At the time I was in L-O-V-E love with my first serious boyfriend. I was taking him home after band practice (he was the drummer in a punk band and that got me Chernobyl hot) one night and we decided to stop at a dark and lonely park in the posh neighborhood he lived in and do what teenagers with teeming hormones do. Since we had the Volvo wagon and there was a mattress in the back we laid down the back seat and had a little love nest. People complain about sex in cars, but the boxy Volvo has a lot of room and being blessed with long legs, the roof provided some traction that worked out well for me. So there we were, buck nekkid and both of us with our heads in the game, in “the zone” if you will, when a barrage of floodlights cascaded upon us. Boyfriend valiantly lay down upon me to cover my nakedness as he draped a piece of clothing across his pasty white rump. The sheriff asked us what we were doing. To which I replied that it should be pretty obvious and made comment that he can’t possibly be so naïve as to need to ask. Then the sheriff told us to get out of the car. Again I had to be the voice of reason and asked to be allowed to put our clothing back on. Princes that they were, they said that would be fine… uncomfortably, looking at them while they have the lights trained on us, finally I asked if they would divert their lights. I had no problem giving all the goods to Boyfriend, but inbred yay-hoo sheriffs… I think not.

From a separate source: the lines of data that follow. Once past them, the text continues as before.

//! Loads, compiles and caches `.iml` documents.
//!
//! An [`Interface`] maps document paths to compiled [`Instantiator`]s. Each
//! path is compiled at most once per cache entry; concurrent first loads may
//! both compile, but only the first result is kept and every caller gets
//! that same `Arc`. It is also the [`TemplateSource`] handed to
//! instantiations, so `Template="path"` attributes resolve through the same
//! cache.

use std::collections::HashMap;
use std::path::PathBuf;
use std::sync::Arc;

use crow_iml::{CompileOptions, Compiler, ImlError, InstantiationContext, Instantiator, Runtime, TemplateSource, TypeCatalog};
use log::{debug, warn};
use parking_lot::RwLock;
use thiserror::Error;

#[derive(Debug, Error)]
pub enum InterfaceError {
    #[error("cannot read `{path}`: {source}")]
    Io {
        path: String,
        #[source]
        source: std::io::Error,
    },
    #[error("{path}: {source}")]
    Compile {
        path: String,
        #[source]
        source: ImlError,
    },
}

pub struct Interface {
    catalog: Arc<TypeCatalog>,
    options: CompileOptions,
    /// Directory relative paths are read from.
    root: Option<PathBuf>,
    cache: RwLock<HashMap<String, Arc<Instantiator>>>,
}

impl Interface {
    pub fn new(catalog: Arc<TypeCatalog>) -> Self {
        Self { catalog, options: CompileOptions::default(), root: None, cache: RwLock::new(HashMap::new()) }
    }

    pub fn with_options(mut self, options: CompileOptions) -> Self {
        self.options = options;
        self
    }

    pub fn with_root(mut self, root: impl Into<PathBuf>) -> Self {
        self.root = Some(root.into());
        self
    }

    pub fn catalog(&self) -> &Arc<TypeCatalog> {
        &self.catalog
    }

    /// Number of cached documents.
    pub fn len(&self) -> usize {
        self.cache.read().len()
    }

    pub fn is_empty(&self) -> bool {
        self.len() == 0
    }

    pub fn contains(&self, path: &str) -> bool {
        self.cache.read().contains_key(path)
    }

    /// Drops every cached instantiator. Trees already built are unaffected.
    pub fn clear(&self) {
        self.cache.write().clear();
    }

    /// Compiled document at `path`, reading and compiling it on first use.
    pub fn load(&self, path: &str) -> Result<Arc<Instantiator>, InterfaceError> {
        if let Some(hit) = self.cache.read().get(path) {
            return Ok(Arc::clone(hit));
        }
        let file = match &self.root {
            Some(root) => root.join(path),
            None => PathBuf::from(path),
        };
        let src = std::fs::read_to_string(&file)
            .map_err(|source| InterfaceError::Io { path: file.display().to_string(), source })?;
        self.insert(path, &src)
    }

    /// Compiles `src` and caches it under `path`, unless `path` is cached
    /// already. Lets documents be served from memory.
    pub fn load_str(&self, path: &str, src: &str) -> Result<Arc<Instantiator>, InterfaceError> {
        if let Some(hit) = self.cache.read().get(path) {
            return Ok(Arc::clone(hit));
        }
        self.insert(path, src)
    }

    fn insert(&self, path: &str, src: &str) -> Result<Arc<Instantiator>, InterfaceError> {
        let options = self.options.clone().source_path(path);
        let compiled = Compiler::new(Arc::clone(&self.catalog))
            .with_options(options)
            .compile_str(src)
            .map_err(|source| InterfaceError::Compile { path: path.to_string(), source })?;
        debug!("compiled `{path}` ({} ops)", compiled.ops().len());
        let mut cache = self.cache.write();
        Ok(Arc::clone(cache.entry(path.to_string()).or_insert_with(|| Arc::new(compiled))))
    }

    /// Builds a fresh tree from `path` with no data source.
    pub fn create<R: Runtime>(&self, rt: &R, path: &str) -> Result<R::Object, InterfaceError> {
        self.create_with(rt, path, None)
    }

    /// Builds a fresh tree from `path`; templates resolve through this cache.
    pub fn create_with<R: Runtime>(
        &self,
        rt: &R,
        path: &str,
        data_source: Option<R::Object>,
    ) -> Result<R::Object, InterfaceError> {
        let inst = self.load(path)?;
        let mut ctx = InstantiationContext::new().with_templates(self);
        ctx.data_source = data_source;
        Ok(inst.instantiate(rt, &ctx, None))
    }
}

impl TemplateSource for Interface {
    fn template(&self, path: &str) -> Option<Arc<Instantiator>> {
        match self.load(path) {
            Ok(inst) => Some(inst),
            Err(e) => {
                warn!("{e}");
                None
            }
        }
    }
}

#[cfg(test)]
mod tests {
    use crow_iml::{Capability, NameResolution, TypeDescriptor, Value, ValueKind};
    use parking_lot::Mutex;

    use super::*;
    use crate::element::Element;
    use crate::runtime::UiRuntime;
    use crate::widgets::standard_catalog;

    fn catalog() -> Arc<TypeCatalog> {
        let mut c = standard_catalog();
        c.register(TypeDescriptor::new("Person", Capability::Leaf).property("FullName", ValueKind::Str, ""));
        c.register(TypeDescriptor::new("Controller", Capability::Leaf).method("onClick", ""));
        Arc::new(c)
    }

    fn setup() -> (Interface, UiRuntime) {
        let catalog = catalog();
        (Interface::new(Arc::clone(&catalog)), UiRuntime::new(catalog))
    }

    #[test]
    fn container_with_bound_button() {
        let (ui, rt) = setup();
        let calls: Arc<Mutex<Vec<(Element, Element)>>> = Arc::default();
        let log = Arc::clone(&calls);
        let rt = rt.with_method("Controller", "onClick", move |_, target, sender| log.lock().push((target, sender)));
        ui.load_str(
            "main.iml",
            r#"<Container><Label Name="L" Text="hello"/><Button Clicked="onClick" IsEnabled="{/L.IsVisible}"/></Container>"#,
        )
        .unwrap();

        let controller = rt.make("Controller").unwrap();
        let root = ui.create_with(&rt, "main.iml", Some(controller)).unwrap();
        assert_eq!(rt.type_name(&root), "Container");
        let [label, button] = rt.children(root)[..] else { panic!("expected two children") };
        assert_eq!(rt.type_name(&label), "Label");
        assert_eq!(rt.value(label, "Text"), Value::Str("hello".into()));
        assert_eq!(rt.value(button, "IsEnabled"), Value::Bool(true));

        rt.set_member_value(&label, "IsVisible", Value::Bool(false));
        assert_eq!(rt.value(button, "IsEnabled"), Value::Bool(false));

        rt.raise(button, "Clicked");
        assert_eq!(*calls.lock(), [(controller, button)]);
    }

    #[test]
    fn item_templates_build_independent_rows() {
        let (ui, rt) = setup();
        ui.load_str(
            "people.iml",
            r#"<ListBox>
                 <ItemTemplate DataType="Person">
                   <Row><Label Text="{FullName}"/><Button Clicked="{../Tag='picked'}"/></Row>
                 </ItemTemplate>
               </ListBox>"#,
        )
        .unwrap();
        let list = ui.create(&rt, "people.iml").unwrap();

        let people: Vec<Element> = ["Ada", "Grace", "Edsger"]
            .iter()
            .map(|name| {
                let p = rt.make("Person").unwrap();
                rt.set_member_value(&p, "FullName", Value::Str(name.to_string()));
                p
            })
            .collect();
        let rows = rt.populate(list, &people);
        assert_eq!(rows.len(), 3);
        assert_eq!(rt.items(list), rows);

        let label_of = |row: Element| rt.children(row)[0];
        assert_eq!(rt.value(label_of(rows[1]), "Text"), Value::Str("Grace".into()));

        rt.set_member_value(&people[1], "FullName", Value::Str("Hopper".into()));
        assert_eq!(rt.value(label_of(rows[1]), "Text"), Value::Str("Hopper".into()));
        assert_eq!(rt.value(label_of(rows[0]), "Text"), Value::Str("Ada".into()));

        rt.raise(rt.children(rows[2])[1], "Clicked");
        assert_eq!(rt.value(rows[2], "Tag"), Value::Str("picked".into()));
        assert_eq!(rt.value(rows[0], "Tag"), Value::Null);
    }

    #[test]
    fn items_without_a_template_are_skipped() {
        let (ui, rt) = setup();
        ui.load_str("l.iml", r#"<ListBox><ItemTemplate DataType="Person"><Label/></ItemTemplate></ListBox>"#)
            .unwrap();
        let list = ui.create(&rt, "l.iml").unwrap();
        let stranger = rt.make("Controller").unwrap();
        assert!(rt.populate(list, &[stranger]).is_empty());
    }

    #[test]
    fn external_templates_resolve_through_the_cache() {
        let (ui, rt) = setup();
        ui.load_str(
            "expander.iml",
            r#"<Row><Label Text="{/Caption}"/><Button Clicked="../../Toggle"/></Row>"#,
        )
        .unwrap();
        ui.load_str("main.iml", r#"<Expander Caption="Details" Template="expander.iml"/>"#).unwrap();

        let expander = ui.create(&rt, "main.iml").unwrap();
        let header = rt.template_root(expander).unwrap();
        let [caption, toggle] = rt.children(header)[..] else { panic!("expected two children") };
        assert_eq!(rt.value(caption, "Text"), Value::Str("Details".into()));

        rt.raise(toggle, "Clicked");
        assert_eq!(rt.value(expander, "IsExpanded"), Value::Bool(false));
        rt.set_member_value(&expander, "Caption", Value::Str("More".into()));
        assert_eq!(rt.value(caption, "Text"), Value::Str("More".into()));
    }

    #[test]
    fn external_templates_reach_past_their_control() {
        let (ui, rt) = setup();
        ui.load_str("e.iml", r#"<Row><Label Text="{../../../Tag}"/></Row>"#).unwrap();
        ui.load_str("outer.iml", r#"<Column Tag="outer"><Expander Template="e.iml"/></Column>"#).unwrap();

        let column = ui.create(&rt, "outer.iml").unwrap();
        let expander = rt.children(column)[0];
        let label = rt.children(rt.template_root(expander).unwrap())[0];
        assert_eq!(rt.value(label, "Text"), Value::Str("outer".into()));

        rt.set_member_value(&column, "Tag", Value::Str("changed".into()));
        assert_eq!(rt.value(label, "Text"), Value::Str("changed".into()));
    }

    #[test]
    fn item_templates_load_by_path() {
        let (ui, rt) = setup();
        ui.load_str("person.iml", r#"<Label Text="{FullName}"/>"#).unwrap();
        ui.load_str("declared.iml", r#"<ListBox><ItemTemplate DataType="Person" Path="person.iml"/></ListBox>"#)
            .unwrap();
        ui.load_str("attribute.iml", r#"<ListBox ItemTemplate="person.iml"/>"#).unwrap();

        let ada = rt.make("Person").unwrap();
        rt.set_member_value(&ada, "FullName", Value::Str("Ada".into()));
        for doc in ["declared.iml", "attribute.iml"] {
            let list = ui.create(&rt, doc).unwrap();
            let rows = rt.populate(list, &[ada]);
            assert_eq!(rows.len(), 1, "{doc}");
            assert_eq!(rt.value(rows[0], "Text"), Value::Str("Ada".into()), "{doc}");
        }

        ui.load_str("broken.iml", r#"<ListBox ItemTemplate="nowhere.iml"/>"#).unwrap();
        let list = ui.create(&rt, "broken.iml").unwrap();
        assert!(rt.populate(list, &[ada]).is_empty());
    }

    #[test]
    fn missing_templates_leave_the_control_bare() {
        let (ui, rt) = setup();
        ui.load_str("main.iml", r#"<Expander Template="nowhere.iml"/>"#).unwrap();
        let expander = ui.create(&rt, "main.iml").unwrap();
        assert_eq!(rt.template_root(expander), None);
    }

    #[test]
    fn repeated_loads_share_one_instantiator() {
        let (ui, _) = setup();
        let a = ui.load_str("a.iml", "<Label/>").unwrap();
        let b = ui.load_str("a.iml", "<Column/>").unwrap();
        assert!(Arc::ptr_eq(&a, &b));
        assert_eq!(a.source(), Some("a.iml"));
        assert_eq!(ui.len(), 1);
        ui.clear();
        assert!(!ui.contains("a.iml"));
    }

    #[test]
    fn files_are_read_relative_to_the_root() {
        let dir = std::env::temp_dir().join(format!("crow-ui-interface-{}", std::process::id()));
        std::fs::create_dir_all(&dir).unwrap();
        std::fs::write(dir.join("hello.iml"), r#"<Label Text="hi"/>"#).unwrap();

        let ui = Interface::new(catalog()).with_root(&dir);
        let first = ui.load("hello.iml").unwrap();
        assert!(Arc::ptr_eq(&first, &ui.load("hello.iml").unwrap()));
        assert!(matches!(ui.load("absent.iml"), Err(InterfaceError::Io { .. })));
        std::fs::remove_dir_all(&dir).ok();
    }

    #[test]
    fn strict_and_lenient_name_resolution() {
        let src = r#"<Column><Label Text="{/Missing.Text}"/></Column>"#;
        let strict = Interface::new(catalog());
        assert!(matches!(
            strict.load_str("m.iml", src),
            Err(InterfaceError::Compile { source: ImlError::UnresolvedName { .. }, .. })
        ));

        let lenient = Interface::new(catalog())
            .with_options(CompileOptions::new().name_resolution(NameResolution::Lenient));
        lenient.load_str("m.iml", src).unwrap();
        let rt = UiRuntime::new(catalog());
        let root = lenient.create(&rt, "m.iml").unwrap();
        assert_eq!(rt.value(rt.children(root)[0], "Text"), Value::Str(String::new()));
    }

    #[test]
    fn native_methods_drive_bindings() {
        let (ui, rt) = setup();
        ui.load_str(
            "progress.iml",
            r#"<Column><Slider Name="S" Value="10"/><ProgressBar Value="{/S.Value}"/><Button Clicked="/S.Increment"/></Column>"#,
        )
        .unwrap();
        let root = ui.create(&rt, "progress.iml").unwrap();
        let [_, bar, button] = rt.children(root)[..] else { panic!("expected three children") };
        assert_eq!(rt.value(bar, "Value"), Value::Float(10.0));
        rt.raise(button, "Clicked");
        assert_eq!(rt.value(bar, "Value"), Value::Float(11.0));
    }

    #[test]
    fn every_create_builds_a_new_tree() {
        let (ui, rt) = setup();
        ui.load_str("c.iml", r#"<Column><Label/><Label/></Column>"#).unwrap();
        let a = ui.create(&rt, "c.iml").unwrap();
        let b = ui.create(&rt, "c.iml").unwrap();
        assert_ne!(a, b);
        assert_eq!(rt.len(), 6);
        assert_eq!(rt.stats().instances(), 6);
    }
}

Upon pulling ourselves together, we were subjected to the standard questions and produced the standard documentation… which is where things got sticky. I gave them my brand new license and Boyfriend gave them his learner’s permit. You see, Boyfriend was 15 years old. You could have tipped those sheriffs over with a feather. They said they don’t often see an older girl with a younger boy and they threatened to bring me up on statutory rape charges. I made sure that they took note that he was perfectly grown man size and acted like more of a man than most of the “certifiable” adults who were my age. Boyfriend explained that nothing we were doing was against his will and that he was under no circumstances being taken advantage of. I assured them that his momma knew damned well that we were rutting like animals and why the hell did they think we were here and not snugly tucked into one of our beds. No parent wants to hear their kid going at it! Somehow, that convinced them that we were on the up and up and they let us go but not before admonishing me for my perversion and telling me that if I was a boy, I’d be taken in. I think they gave Boyfriend a wink and a thumbs up when I turned away from them. I resisted calling them sexist pigs since I was smart enough to know when to resist poking a bear with a stick. Off we went to the next darker and lonelier spot and finished up the task at hand.
I’ve always had a thing for younger fellas. Or so it would seem from my dating history. Boyfriend was one of several boys who were deflowered in my loving arms. What can I say, I was a sexually adventurous girl. Most of the others were before him and there was one virginal takedown after Boyfriend was history. It seems that I might have had a thing for defiling tender innocence as well. But Boyfriend was the only one who I didn’t cast away right after the sweat dried.
March 7, 2007
whitttchaaaahhh........write more blog dammit.
Your ever-lovin Kristie
I never realized that you could spell out the sound of the crack of a whip, but here it is in black and whiteish. If only that crack was solidly planted on my posterior I might do a better job of jumping to it. Sometimes a girl just needs a solid whup'un to get the ball rolling.
Truth be told, my head space is still precarious. I keep having ideas that I want to write, but the ideas haven't been turning to verbal inertia... yet. I'm ever encouraged since I've not been waking daily wishing for death to take me swiftly. That's a good sign if I ever heard of one. I'll not make promises of when I can get back to regularly regaling you with true tales of glory days peppered with hyperbole and lies (and occasionally ham-fisted alliteration and contradiction). I'll just do what I can as my mind cools the hell out.